Medicare does cover individual and group psychotherapy and may cover family therapy if the goal is to treat your identified mental health concern. Medicare also restricts coverage to providers who have certain credentials. These are:
Psychiatrists and other physicians
Clinical social workers
Clinical nurse specialists
Medicare does not cover therapy with mental health counselors or pastors, even if those professionals are state-licensed. If you have any doubt as to whether your desired provider accepts Medicare, ask.
If you receive outpatient mental health services through a hospital, you may have to pay an additional copayment or coinsurance. Relatedly, if your doctor recommends that you receive services more frequently than Medicare will cover, you will be responsible for any additional costs.
Medicare Part B, which covers doctors’ visits including those related to mental health, does not cover prescription drugs of any kind. This coverage is available through Medicare Part D or Medicare Advantage plans. It does cover antidepressants and other medications for mental health, but you’ll need to find out whether your specific prescription is covered.
Medicare Part B does cover medication management services, including visits to a licensed prescriber to determine whether you are on the right dose of the right medication. Part B also covers some certain injections and other medications that are not self-administered.
Medicare covers diagnostic testing to help your doctor formulate a diagnosis. Ongoing psychiatric evaluation and testing is also covered and is intended to help you and your doctor evaluate whether you’re getting the right services for your situation.
When a patient needs more mental health care than typical outpatient services provide, partial hospitalization may be an option. Partial hospitalization is an intensive structured day program that can look and feel much like an inpatient program, except that it doesn’t involve an overnight stay.
Medicare covers these services if they take place at a community mental health center or hospital outpatient location.

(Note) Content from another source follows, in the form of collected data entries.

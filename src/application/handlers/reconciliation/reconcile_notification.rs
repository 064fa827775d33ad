//! ReconcileNotificationHandler - Command handler for renewal notifications.
//!
//! Pipeline: decode → idempotency guard → provider fetch → state machine →
//! ledger writer → mark processed → audit.
//!
//! When the ledger commits an effect it marks the notification processed in
//! the same unit of work; the handler marks it only for outcomes that leave
//! the ledger untouched.
//!
//! ## Failure Handling
//!
//! | Failure | Claim | Processed | Result |
//! |---------|-------|-----------|--------|
//! | Decode | never taken | no | `Decode` (400) |
//! | Fetch / ledger / database | released | no | retryable (500) |
//! | Business anomaly | cleared | yes, `anomaly` | acknowledged (200) |
//! | Duplicate | untouched | - | acknowledged (200) |

use std::sync::Arc;
use std::time::Duration;

use crate::domain::billing::{
    transition, Disposition, FetchError, PaymentHistory, ProviderSubscriptionSnapshot,
    RecurringStatus, RenewalEvent, Subscription, WebhookError,
};
use crate::domain::foundation::{SubscriptionId, Timestamp};
use crate::ports::{
    AdmitResult, AuditEntry, AuditSink, CommitResult, DecodedNotification, InboundMessage,
    NotificationDecoder, NotificationOutcome, ProcessedNotification, ProcessedNotificationStore,
    SubscriptionLedger, SubscriptionStateFetcher,
};

/// Command to reconcile one pushed notification.
#[derive(Debug, Clone)]
pub struct ReconcileNotificationCommand {
    pub message: InboundMessage,
}

/// Result of reconciling a notification. Every variant is acknowledged.
#[derive(Debug, Clone, PartialEq, Eq)]
pub enum ReconcileNotificationResult {
    /// The state machine ran and its outcome was recorded.
    Reconciled {
        notification_id: Option<String>,
        subscription_id: Option<SubscriptionId>,
        recurring_status: Option<RecurringStatus>,
        disposition: Disposition,
    },

    /// Already processed, or being processed by another delivery.
    Duplicate { notification_id: String },

    /// Console test publish.
    TestNotification,

    /// A notification kind this service does not reconcile.
    Unsupported { kind: String },
}

/// Time budgets for the handler's suspension points.
#[derive(Debug, Clone)]
pub struct ReconcileSettings {
    /// Upper bound on the provider query.
    pub fetch_timeout: Duration,

    /// Upper bound on the ledger transaction.
    pub ledger_timeout: Duration,

    /// How long a claim blocks redelivery before it may be taken over.
    pub claim_lease: Duration,
}

impl Default for ReconcileSettings {
    fn default() -> Self {
        Self {
            fetch_timeout: Duration::from_secs(10),
            ledger_timeout: Duration::from_secs(5),
            claim_lease: Duration::from_secs(300),
        }
    }
}

/// Handler for renewal notifications.
///
/// Notifications are hints: the provider is queried for every one and all
/// written values come from that snapshot.
pub struct ReconcileNotificationHandler {
    decoder: Arc<dyn NotificationDecoder>,
    fetcher: Arc<dyn SubscriptionStateFetcher>,
    notifications: Arc<dyn ProcessedNotificationStore>,
    ledger: Arc<dyn SubscriptionLedger>,
    audit: Arc<dyn AuditSink>,
    settings: ReconcileSettings,
}

impl ReconcileNotificationHandler {
    pub fn new(
        decoder: Arc<dyn NotificationDecoder>,
        fetcher: Arc<dyn SubscriptionStateFetcher>,
        notifications: Arc<dyn ProcessedNotificationStore>,
        ledger: Arc<dyn SubscriptionLedger>,
        audit: Arc<dyn AuditSink>,
    ) -> Self {
        Self {
            decoder,
            fetcher,
            notifications,
            ledger,
            audit,
            settings: ReconcileSettings::default(),
        }
    }

    pub fn with_settings(mut self, settings: ReconcileSettings) -> Self {
        self.settings = settings;
        self
    }

    pub async fn handle(
        &self,
        cmd: ReconcileNotificationCommand,
    ) -> Result<ReconcileNotificationResult, WebhookError> {
        let decoded = match self.decoder.decode(&cmd.message) {
            Ok(decoded) => decoded,
            Err(err) => {
                tracing::warn!(
                    error_kind = "decode_failure",
                    message_id = cmd.message.message_id.as_deref().unwrap_or("-"),
                    error = %err,
                    "Rejected undecodable notification"
                );
                return Err(WebhookError::Decode(err));
            }
        };

        match decoded {
            DecodedNotification::Test => {
                tracing::info!(
                    message_id = cmd.message.message_id.as_deref().unwrap_or("-"),
                    "Acknowledged test notification"
                );
                Ok(ReconcileNotificationResult::TestNotification)
            }
            DecodedNotification::Unsupported(kind) => {
                tracing::info!(
                    message_id = cmd.message.message_id.as_deref().unwrap_or("-"),
                    kind = %kind,
                    "Acknowledged unsupported notification"
                );
                Ok(ReconcileNotificationResult::Unsupported { kind })
            }
            DecodedNotification::Renewal(event) => self.reconcile(event).await,
        }
    }

    /// Reconciles an already decoded event.
    ///
    /// Also the entry point for replaying stored notifications: a stored
    /// record whose claim lapsed is re-admitted by the guard.
    pub async fn reconcile(
        &self,
        event: RenewalEvent,
    ) -> Result<ReconcileNotificationResult, WebhookError> {
        let now = Timestamp::now();

        if let Some(notification_id) = event.event_id.as_deref() {
            let record = ProcessedNotification::claim(notification_id, &event, now);
            let lapsed_before = now.minus_secs(self.settings.claim_lease.as_secs());
            match self.notifications.admit(&record, lapsed_before).await? {
                AdmitResult::Duplicate => {
                    tracing::info!(
                        notification_id = %notification_id,
                        kind = %event.kind,
                        "Duplicate notification acknowledged"
                    );
                    return Ok(ReconcileNotificationResult::Duplicate {
                        notification_id: notification_id.to_string(),
                    });
                }
                AdmitResult::Admitted { attempt } => {
                    tracing::debug!(
                        notification_id = %notification_id,
                        attempt,
                        "Notification admitted"
                    );
                }
            }
        }

        match self.reconcile_admitted(&event, now).await {
            Ok(result) => Ok(result),
            Err(err) => {
                tracing::warn!(
                    notification_id = event.event_id.as_deref().unwrap_or("-"),
                    kind = %event.kind,
                    error_kind = err.error_code(),
                    retryable = err.is_retryable(),
                    error = %err,
                    "Reconciliation failed"
                );
                if let Some(notification_id) = event.event_id.as_deref() {
                    if let Err(release_err) = self
                        .notifications
                        .release(notification_id, &err.to_string())
                        .await
                    {
                        tracing::error!(
                            notification_id = %notification_id,
                            error = %release_err,
                            "Failed to release notification claim; it will lapse"
                        );
                    }
                }
                Err(err)
            }
        }
    }

    async fn reconcile_admitted(
        &self,
        event: &RenewalEvent,
        now: Timestamp,
    ) -> Result<ReconcileNotificationResult, WebhookError> {
        let snapshot = self.fetch_snapshot(event).await?;

        let subscription = self.find_subscription(event, &snapshot).await?;
        let payments = self.payment_history(event, &snapshot, subscription.as_ref()).await?;

        let result = transition(subscription.as_ref(), event, &snapshot, &payments, now);
        for warning in &result.warnings {
            tracing::warn!(
                notification_id = event.event_id.as_deref().unwrap_or("-"),
                purchase_token = %event.purchase_token,
                kind = %event.kind,
                warning = %warning,
                "State machine warning"
            );
        }

        let subscription_id = subscription.as_ref().map(|s| s.id);
        let mut recurring_status = subscription.as_ref().map(|s| s.recurring_status);
        let mut disposition = result.disposition.clone();
        // Set once the ledger has marked the notification inside its commit.
        let mut marked = false;

        if result.has_effect() {
            let patch = result.patch.clone();
            let commit = result.into_commit(subscription_id, event.event_id.clone(), now);
            let committed = tokio::time::timeout(self.settings.ledger_timeout, self.ledger.commit(&commit))
                .await
                .map_err(|_| WebhookError::LedgerTimeout)??;

            match committed {
                CommitResult::Committed => {
                    marked = commit.notification_id.is_some();
                    if let Some(status) = patch.and_then(|p| p.recurring_status) {
                        recurring_status = Some(status);
                    }
                }
                CommitResult::AlreadyApplied => disposition = Disposition::AlreadyApplied,
            }
        }

        let outcome = match &disposition {
            Disposition::Applied => NotificationOutcome::Applied,
            Disposition::NoOp(_) | Disposition::AlreadyApplied => NotificationOutcome::NoOp,
            Disposition::Anomaly(_) => NotificationOutcome::Anomaly,
        };
        let detail = match &disposition {
            Disposition::AlreadyApplied => Some("already applied"),
            other => other.reason(),
        };

        if let Some(notification_id) = event.event_id.as_deref().filter(|_| !marked) {
            self.notifications
                .mark_processed(notification_id, outcome, detail, Timestamp::now())
                .await?;
        }

        match &disposition {
            Disposition::Anomaly(reason) => tracing::warn!(
                notification_id = event.event_id.as_deref().unwrap_or("-"),
                purchase_token = %event.purchase_token,
                kind = %event.kind,
                reason = %reason,
                "Reconciliation anomaly recorded"
            ),
            _ => tracing::info!(
                notification_id = event.event_id.as_deref().unwrap_or("-"),
                kind = %event.kind,
                disposition = disposition.as_str(),
                provider_state = %snapshot.raw_status,
                "Notification reconciled"
            ),
        }

        self.audit
            .record(AuditEntry {
                notification_id: event.event_id.clone(),
                purchase_token: event.purchase_token.clone(),
                kind: event.kind,
                subscription_id,
                recurring_status,
                disposition: disposition.as_str().to_string(),
                reason: detail.map(str::to_string),
                recorded_at: Timestamp::now(),
            })
            .await;

        Ok(ReconcileNotificationResult::Reconciled {
            notification_id: event.event_id.clone(),
            subscription_id,
            recurring_status,
            disposition,
        })
    }

    async fn fetch_snapshot(
        &self,
        event: &RenewalEvent,
    ) -> Result<ProviderSubscriptionSnapshot, WebhookError> {
        let fetched = tokio::time::timeout(
            self.settings.fetch_timeout,
            self.fetcher.fetch(&event.product_id, &event.purchase_token),
        )
        .await
        .map_err(|_| FetchError::Timeout)??;
        Ok(fetched)
    }

    /// Looks the subscription up by token, then by the provider's linked
    /// token (upgrade or re-signup lineage).
    async fn find_subscription(
        &self,
        event: &RenewalEvent,
        snapshot: &ProviderSubscriptionSnapshot,
    ) -> Result<Option<Subscription>, WebhookError> {
        if let Some(found) = self
            .ledger
            .find_subscription_by_token(&event.purchase_token)
            .await?
        {
            return Ok(Some(found));
        }

        let Some(linked) = snapshot.linked_purchase_token.as_deref() else {
            return Ok(None);
        };
        let found = self.ledger.find_subscription_by_token(linked).await?;
        if found.is_some() {
            tracing::info!(
                purchase_token = %event.purchase_token,
                linked_purchase_token = %linked,
                "Matched subscription through linked purchase token"
            );
        }
        Ok(found)
    }

    async fn payment_history(
        &self,
        event: &RenewalEvent,
        snapshot: &ProviderSubscriptionSnapshot,
        subscription: Option<&Subscription>,
    ) -> Result<PaymentHistory, WebhookError> {
        let for_order = self
            .ledger
            .find_payment(&event.purchase_token, snapshot.latest_order_id.as_deref())
            .await?;

        let mut latest = self.ledger.find_latest_payment(&event.purchase_token).await?;
        if latest.is_none() {
            if let Some(subscription) = subscription {
                if subscription.purchase_token != event.purchase_token {
                    latest = self
                        .ledger
                        .find_latest_payment(&subscription.purchase_token)
                        .await?;
                }
            }
        }

        Ok(PaymentHistory { for_order, latest })
    }
}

To qualify, your doctor must report that you would otherwise require inpatient care.
Medicare covers inpatient mental health treatment as recommended by a doctor. You can receive these services in the psychiatric department of a general hospital or as part of a dedicated psychiatric hospital.
If you elect to stay at a psychiatric hospital, Medicare only covers 190 days of treatment over your lifetime. There is no limit to psychiatric stays in a general hospital. Limitations related to benefit periods apply in both cases.
Benefit periods are defined as a period of needed care in a skilled nursing facility or hospital. They begin on the day of admission and end when you haven’t received inpatient care for 60 consecutive days.
For each benefit period, your inpatient mental health care expenses will include:
$1,364 in deductible costs
$0 daily coinsurance for days 1-60 of care
$341 coinsurance per day for days 61-90
$682 coinsurance per “lifetime reserve day” for days 91 and beyond
You qualify for 60 “lifetime reserve days” of hospital care for as long as you have Medicare. Once you use these up, you are responsible for all costs of care.
As an inpatient, you will also pay 20% of the amount Medicare approves for mental health services from physicians and other providers.
Except in severe situations that require emergency room visits, Medicare patients typically access mental health care through their primary care providers or an approved provider of the standard annual depression screening.
However, if you feel that you might need mental health services, you don’t need to wait for your next annual screening. Call your primary care provider and ask about a possible diagnostic visit or referral.
Mental health is a critical part of overall wellness. Always treat mental health symptoms as seriously as you would treat any other signs of illness.